EXTRACTED DATA:
● ● ●

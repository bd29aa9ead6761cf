use std::time::Duration;

/// Name of the render worker thread.
pub const RENDER_THREAD_NAME: &str = "meridian-render";

const DEFAULT_TOUCH_SLOP: f64 = 8.0;
const DEFAULT_TAP_TIMEOUT: Duration = Duration::from_millis(200);
const DEFAULT_DOUBLE_TAP_TIMEOUT: Duration = Duration::from_millis(500);
const DEFAULT_DOUBLE_TAP_SLOP: f64 = 100.0;
const DEFAULT_DOUBLE_TAP_ZOOM: f64 = 0.5;
const DEFAULT_MIN_PINCH_SPAN: f64 = 16.0;

/// When the pan gesture writes its accumulated movement into the viewport.
#[derive(Debug, Default, Copy, Clone, PartialEq, Eq)]
#[cfg_attr(feature = "serde", derive(serde::Serialize, serde::Deserialize))]
pub enum PanCommit {
    /// The window follows the finger during the drag; the viewport is updated once, when the
    /// finger is lifted. One render per gesture.
    #[default]
    OnGestureEnd,
    /// The viewport is updated on every drag step. Every step submits a render; the render
    /// worker coalesces the intermediate ones.
    Continuous,
}

/// Configuration of the gesture handling of a [`MapView`](crate::MapView).
#[derive(Copy, Clone, PartialEq, Debug)]
#[cfg_attr(feature = "serde", derive(serde::Serialize, serde::Deserialize))]
pub struct MapViewConfig {
    touch_slop: f64,
    tap_timeout: Duration,
    double_tap_timeout: Duration,
    double_tap_slop: f64,
    double_tap_zoom: f64,
    min_pinch_span: f64,
    pan_commit: PanCommit,
}

impl Default for MapViewConfig {
    fn default() -> Self {
        Self {
            touch_slop: DEFAULT_TOUCH_SLOP,
            tap_timeout: DEFAULT_TAP_TIMEOUT,
            double_tap_timeout: DEFAULT_DOUBLE_TAP_TIMEOUT,
            double_tap_slop: DEFAULT_DOUBLE_TAP_SLOP,
            double_tap_zoom: DEFAULT_DOUBLE_TAP_ZOOM,
            min_pinch_span: DEFAULT_MIN_PINCH_SPAN,
            pan_commit: PanCommit::default(),
        }
    }
}

impl MapViewConfig {
    /// Distance in pixels (taxicab) a pointer has to travel before a drag starts.
    pub fn touch_slop(&self) -> f64 {
        self.touch_slop
    }

    /// Sets the distance a pointer has to travel before a drag starts.
    pub fn with_touch_slop(mut self, slop: f64) -> Self {
        self.touch_slop = slop;
        self
    }

    /// Sets the distance a pointer has to travel before a drag starts.
    pub fn set_touch_slop(&mut self, slop: f64) {
        self.touch_slop = slop;
    }

    /// Maximum time between pointer down and up for the touch to count as a tap.
    pub fn tap_timeout(&self) -> Duration {
        self.tap_timeout
    }

    /// Sets the maximum duration of a tap.
    pub fn with_tap_timeout(mut self, timeout: Duration) -> Self {
        self.tap_timeout = timeout;
        self
    }

    /// Sets the maximum duration of a tap.
    pub fn set_tap_timeout(&mut self, timeout: Duration) {
        self.tap_timeout = timeout;
    }

    /// Maximum time between the first and the second tap of a double tap.
    pub fn double_tap_timeout(&self) -> Duration {
        self.double_tap_timeout
    }

    /// Sets the maximum time between the taps of a double tap.
    pub fn with_double_tap_timeout(mut self, timeout: Duration) -> Self {
        self.double_tap_timeout = timeout;
        self
    }

    /// Sets the maximum time between the taps of a double tap.
    pub fn set_double_tap_timeout(&mut self, timeout: Duration) {
        self.double_tap_timeout = timeout;
    }

    /// Maximum distance in pixels between the two taps of a double tap.
    pub fn double_tap_slop(&self) -> f64 {
        self.double_tap_slop
    }

    /// Sets the maximum distance between the two taps of a double tap.
    pub fn with_double_tap_slop(mut self, slop: f64) -> Self {
        self.double_tap_slop = slop;
        self
    }

    /// Sets the maximum distance between the two taps of a double tap.
    pub fn set_double_tap_slop(&mut self, slop: f64) {
        self.double_tap_slop = slop;
    }

    /// Factor applied to the viewport bounds on a double tap.
    ///
    /// The value of `0.5` means the visible world extent is halved, so the map is zoomed in
    /// twice.
    pub fn double_tap_zoom(&self) -> f64 {
        self.double_tap_zoom
    }

    /// Sets the factor applied to the viewport bounds on a double tap.
    pub fn with_double_tap_zoom(mut self, factor: f64) -> Self {
        self.double_tap_zoom = factor;
        self
    }

    /// Sets the factor applied to the viewport bounds on a double tap.
    pub fn set_double_tap_zoom(&mut self, factor: f64) {
        self.double_tap_zoom = factor;
    }

    /// Minimum span in pixels between the pinching pointers. Smaller spans are not reported,
    /// the scale factor gets too unstable.
    pub fn min_pinch_span(&self) -> f64 {
        self.min_pinch_span
    }

    /// Sets the minimum pinch span.
    pub fn with_min_pinch_span(mut self, span: f64) -> Self {
        self.min_pinch_span = span;
        self
    }

    /// Sets the minimum pinch span.
    pub fn set_min_pinch_span(&mut self, span: f64) {
        self.min_pinch_span = span;
    }

    /// When the pan gesture updates the viewport.
    pub fn pan_commit(&self) -> PanCommit {
        self.pan_commit
    }

    /// Sets when the pan gesture updates the viewport.
    pub fn with_pan_commit(mut self, commit: PanCommit) -> Self {
        self.pan_commit = commit;
        self
    }

    /// Sets when the pan gesture updates the viewport.
    pub fn set_pan_commit(&mut self, commit: PanCommit) {
        self.pan_commit = commit;
    }
}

● ● ●

WORK INSTRUCTIONS:
Pull together all lines from the data that mention the word "Clone".

SOLUTION TO THIS PROBLEM:
#[derive(Debug, Default, Copy, Clone, PartialEq, Eq)]
#[derive(Copy, Clone, PartialEq, Debug)]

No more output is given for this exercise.